Wednesday, July 27, 2016

Wall St. ends lower after Fed keeps rates unchanged

For the third consecutive day, the market dropped like a rock right out the gate, this time to the tune of 130 points, only to recover almost completely by close to end the session just 1 point down.  This time trigger was the announcement from the Fed meeting that the economy was going along okay with few worries about the possible shocks that could knock things off course, which is good news.  This of course opened the door to another rate hike later this year, which is bad news.  The bad news was compensated by another string of very good Q2 reports, particularly from Boeing.  The news was sufficiently positive that Q2 results have once again been upgraded, this time from a negative 3.3% to a negative 3 percent, quite a change from the negative 5% of just one month ago.  Volume wasn't bad either at 7.3 billion.

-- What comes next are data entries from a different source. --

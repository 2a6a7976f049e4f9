//! Database Test Utilities
//!
//! Starts a disposable PostgreSQL container with the lending schema applied.
//! Every [`TestDatabase`] owns its own container, so tests never share rows.

use sqlx::postgres::PgPoolOptions;
use sqlx::PgPool;
use std::time::Duration;
use testcontainers::{
    core::{IntoContainerPort, WaitFor},
    runners::AsyncRunner,
    ContainerAsync, GenericImage, ImageExt,
};

const POSTGRES_IMAGE: &str = "postgres";
const POSTGRES_TAG: &str = "16-alpine";
const POSTGRES_USER: &str = "lending";
const POSTGRES_PASSWORD: &str = "lending";
const POSTGRES_DB: &str = "lending_test";

type BoxError = Box<dyn std::error::Error + Send + Sync>;

/// Builds the connection URL for the container's mapped port
pub fn connection_url(host: &str, port: u16) -> String {
    format!(
        "postgres://{}:{}@{}:{}/{}",
        POSTGRES_USER, POSTGRES_PASSWORD, host, port, POSTGRES_DB
    )
}

/// A migrated PostgreSQL instance running in a container
///
/// The container stops when the value is dropped.
pub struct TestDatabase {
    _container: ContainerAsync<GenericImage>,
    pool: PgPool,
}

impl TestDatabase {
    /// Starts the container and applies the workspace migrations
    pub async fn new() -> Result<Self, BoxError> {
        let container = GenericImage::new(POSTGRES_IMAGE, POSTGRES_TAG)
            .with_exposed_port(5432.tcp())
            .with_wait_for(WaitFor::message_on_stderr("database system is ready to accept connections"))
            .with_env_var("POSTGRES_USER", POSTGRES_USER)
            .with_env_var("POSTGRES_PASSWORD", POSTGRES_PASSWORD)
            .with_env_var("POSTGRES_DB", POSTGRES_DB)
            .start()
            .await?;

        let port = container.get_host_port_ipv4(5432).await?;
        let host = container.get_host().await?.to_string();

        let pool = PgPoolOptions::new()
            .max_connections(8)
            .acquire_timeout(Duration::from_secs(30))
            .connect(&connection_url(&host, port))
            .await?;

        sqlx::migrate!("../../migrations").run(&pool).await?;

        Ok(Self {
            _container: container,
            pool,
        })
    }

    pub fn pool(&self) -> &PgPool {
        &self.pool
    }
}

/// Counts the rows of a table, for asserting on side effects
pub async fn count_rows(pool: &PgPool, table: &str) -> i64 {
    sqlx::query_scalar(&format!("SELECT COUNT(*) FROM {}", table))
        .fetch_one(pool)
        .await
        .unwrap_or_else(|e| panic!("Failed to count {}: {}", table, e))
}
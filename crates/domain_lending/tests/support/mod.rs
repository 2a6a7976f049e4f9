//! Shared harness for the lending integration tests

#![allow(dead_code)]

use chrono::{Duration, Utc};
use rust_decimal::Decimal;
use rust_decimal_macros::dec;
use std::sync::Arc;

use core_kernel::{Currency, PartyId};

use domain_lending::ports::mock::{MockLendingStore, MockNotificationQueue};
use domain_lending::{
    ActionInput, Actor, BankDetails, CheckoutService, ContactDetails, EventBus, GatewayAdapter,
    GatewayCredentials, Loan, LoanRequest, NewLoanRequest, OverdueSweeper, PaymentConfirmation,
    PaymentMethod, PaymentReconciler, RepaymentPort, SweeperConfig, WorkflowEngine,
};

pub const DISTRICT: &str = "Ernakulam";

pub struct Parties {
    pub customer: Actor,
    pub admin: Actor,
    pub agent: Actor,
}

impl Parties {
    pub fn new() -> Self {
        Self {
            customer: Actor::customer(PartyId::new()),
            admin: Actor::admin(PartyId::new(), vec![DISTRICT.to_string()]),
            agent: Actor::agent(PartyId::new()),
        }
    }
}

pub struct Harness {
    pub store: MockLendingStore,
    pub queue: Arc<MockNotificationQueue>,
    pub events: EventBus,
    pub engine: Arc<WorkflowEngine>,
    pub reconciler: Arc<PaymentReconciler>,
}

impl Harness {
    pub fn new() -> Self {
        let store = MockLendingStore::new();
        let queue = Arc::new(MockNotificationQueue::new());
        let events = EventBus::default();
        let engine = Arc::new(WorkflowEngine::new(
            Arc::new(store.clone()),
            queue.clone(),
            events.clone(),
        ));
        let reconciler = Arc::new(PaymentReconciler::new(
            Arc::new(store.clone()),
            engine.clone(),
            events.clone(),
        ));
        Self {
            store,
            queue,
            events,
            engine,
            reconciler,
        }
    }

    pub fn sweeper(&self, config: SweeperConfig) -> Arc<OverdueSweeper> {
        Arc::new(OverdueSweeper::new(
            Arc::new(self.store.clone()),
            self.engine.clone(),
            self.events.clone(),
            config,
        ))
    }

    pub fn checkout(&self, gateway: GatewayAdapter) -> CheckoutService {
        CheckoutService::new(
            Arc::new(self.store.clone()),
            Arc::new(self.store.clone()),
            Arc::new(self.store.clone()),
            gateway,
            self.reconciler.clone(),
        )
    }

    pub fn repayments(&self) -> &dyn RepaymentPort {
        &self.store
    }

    pub async fn submit(&self, customer: &Actor, contact: ContactDetails) -> LoanRequest {
        self.engine
            .submit(
                customer,
                NewLoanRequest {
                    customer_id: customer.id,
                    requested_amount: dec!(45000),
                    currency: Currency::INR,
                    asset_descriptor: "22k gold chain, 18g".to_string(),
                    district: DISTRICT.to_string(),
                    contact,
                },
            )
            .await
            .unwrap()
    }

    pub async fn act(&self, request: &LoanRequest, action: &str, actor: &Actor, input: ActionInput) -> LoanRequest {
        self.engine
            .apply(request.id, action, actor, input)
            .await
            .unwrap_or_else(|e| panic!("{} failed: {}", action, e))
            .request
    }

    /// Drives a fresh request through every step up to disbursal
    pub async fn disburse(&self, parties: &Parties) -> (LoanRequest, Loan) {
        let request = self.submit(&parties.customer, contact()).await;
        let request = self.act(&request, "start-review", &parties.admin, ActionInput::default()).await;
        let request = self
            .act(&request, "make-offer", &parties.admin, ActionInput::offer(dec!(45000), 12, dec!(12)))
            .await;
        let request = self.act(&request, "accept-offer", &parties.customer, ActionInput::default()).await;
        let request = self
            .act(
                &request,
                "schedule-inspection",
                &parties.admin,
                ActionInput::inspection(parties.agent.id, Utc::now() + Duration::days(2)),
            )
            .await;
        let request = self.act(&request, "start-inspection", &parties.agent, ActionInput::default()).await;
        let request = self.act(&request, "complete-inspection", &parties.agent, ActionInput::default()).await;
        let request = self.act(&request, "approve-request", &parties.admin, ActionInput::default()).await;
        let request = self.act(&request, "request-bank-details", &parties.admin, ActionInput::default()).await;
        let request = self
            .act(&request, "submit-bank-details", &parties.customer, ActionInput::bank_details(bank()))
            .await;

        let outcome = self
            .engine
            .apply(request.id, "disburse-amount", &parties.admin, ActionInput::default())
            .await
            .unwrap();
        let loan = outcome.loan.expect("disbursal originates a loan");
        (outcome.request, loan)
    }
}

pub fn confirmation(loan: &Loan, reference: &str, amount: Decimal, count: u32) -> PaymentConfirmation {
    PaymentConfirmation {
        loan_id: loan.id,
        external_reference: reference.to_string(),
        amount,
        installment_count: count,
        method: PaymentMethod::Upi,
        processed_by: Actor::system().id,
    }
}

pub fn contact() -> ContactDetails {
    ContactDetails {
        name: Some("Asha Menon".to_string()),
        email: Some("asha@example.com".to_string()),
        phone: Some("+919800000000".to_string()),
    }
}

pub fn bank() -> BankDetails {
    BankDetails {
        account_holder: "Asha Menon".to_string(),
        account_number: "001122334455".to_string(),
        ifsc: "SBIN0001234".to_string(),
    }
}

pub fn gateway() -> GatewayAdapter {
    GatewayAdapter::new(GatewayCredentials {
        merchant_id: "LENDCORE".to_string(),
        secret: "test-secret".to_string(),
        salt_index: 1,
        callback_url: None,
    })
}
//! Loan handlers

use axum::{
    extract::{Path, State},
    Extension, Json,
};

use core_kernel::{LoanId, LoanRequestId};
use domain_lending::{Actor, LendingError, Loan};

use super::ensure_visible;
use crate::dto::loans::*;
use crate::{error::ApiError, AppState};

/// Loads a loan after checking the caller may see its request
pub(crate) async fn visible_loan(state: &AppState, actor: &Actor, loan_id: LoanId) -> Result<Loan, ApiError> {
    let loan = state.repayments.get_loan(loan_id).await.map_err(LendingError::from)?;
    let request = state.engine.current_state(loan.request_id).await?;
    ensure_visible(actor, &request)?;
    Ok(loan)
}

/// Gets the loan originated from a request
pub async fn get_loan_for_request(
    State(state): State<AppState>,
    Extension(actor): Extension<Actor>,
    Path(id): Path<LoanRequestId>,
) -> Result<Json<Loan>, ApiError> {
    let request = state.engine.current_state(id).await?;
    ensure_visible(&actor, &request)?;

    let loan = state.repayments.loan_for_request(id).await.map_err(LendingError::from)?;
    Ok(Json(loan))
}

/// Gets the loan with its installment schedule
pub async fn get_schedule(
    State(state): State<AppState>,
    Extension(actor): Extension<Actor>,
    Path(id): Path<LoanId>,
) -> Result<Json<ScheduleResponse>, ApiError> {
    let loan = visible_loan(&state, &actor, id).await?;
    let installments = state.repayments.installments(id).await.map_err(LendingError::from)?;
    Ok(Json(ScheduleResponse { loan, installments }))
}

/// Lists the payments applied to a loan
pub async fn list_payments(
    State(state): State<AppState>,
    Extension(actor): Extension<Actor>,
    Path(id): Path<LoanId>,
) -> Result<Json<PaymentsResponse>, ApiError> {
    visible_loan(&state, &actor, id).await?;
    let payments = state.repayments.payments(id).await.map_err(LendingError::from)?;
    Ok(Json(PaymentsResponse { loan_id: id, payments }))
}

Markets | Wed Jul 27, 2016 6:32pm EDT

Wall St. ends lower after Fed keeps rates unchanged


DJ:  18,472.17  -1.58         NAS:  5,139.81  +29.76         S&P: 2,166.58  -2.60

(Reuters)  Wall Street ended lower on Wednesday after the Federal Reserve left interest rates unchanged but opened the door to a possible rate increase later this year.
The Fed had not been expected to move interest rates at its two-day meeting, ended on Wednesday, but investors have been anxious for hints about when an increase might come in light of concerns about fallout from Britain's vote in June to leave the European Union.
The U.S. central bank indicated less worry about possible shocks that could push the U.S. economy off course and noted that inflation expectations were little changed in recent months.
"The statement is more constructive about the economy," said Mike Materasso, senior vice president at Franklin Templeton in New York. "A rate increase is warranted this year, most likely at the end of the year, but a lot has to do with a benign world arena."
After investors shrugged off Britain's unexpected vote in late June to leave the European Union, the S&P 500 rallied and is up 6 percent year to date.
"The bias over the near term is for the market to continue to move higher," said Eric Wiegand, senior portfolio manager at U.S. Bank's Private Client Reserve. "That being said, we expect a volatile environment. Valuations are certainly full."
The S&P 500 recently traded at about 17.2 times expected earnings, up from about 16.5 at the start of the year, according to Thomson Reuters Datastream.
In a volatile session, the Dow Jones industrial average .DJI finished down a marginal 0.01 percent at 18,472.17 points and the S&P 500 .SPX ended down 0.12 percent at 2,166.58.  The Nasdaq Composite .IXIC added 0.58 percent to 5,139.81.
Six of the 10 major S&P sectors fell, led by a 1.44-percent drop in the consumer staples index .SPLRCS followed by a 1.17 percent decline in utilities .SPLRCU.
About 7.3 billion shares changed hands on U.S. exchanges, above the nearly 6.4 billion daily average over the past 20 sessions.
After the bell, Facebook (FB.O) posted quarterly results that sent its stock 6 percent higher.
Earlier, Shares of Boeing (BA.N) rose 0.8 percent after the company reported a much small-than-expected loss in its core quarterly results.
Helped by the airplane maker's results, S&P 500 companies' aggregate earnings are now expected to decline 3.0 percent for the second quarter, compared with the 3.5 percent decline expected a day ago, according to Thomson Reuters I/B/E/S.
Coke's (KO.N) revenue miss and forecast cut sent its stock down 3.3 percent, pulling down the S&P 500 index.
In contrast, Apple Inc (AAPL.O) shares rose 6.6 percent after the company sold more iPhones than expected in the third quarter and gave an upbeat current-quarter forecast.
Declining issues outnumbered advancing ones on the NYSE by a 1.15-to-1 ratio; on Nasdaq, a 1.38-to-1 ratio favored advancers.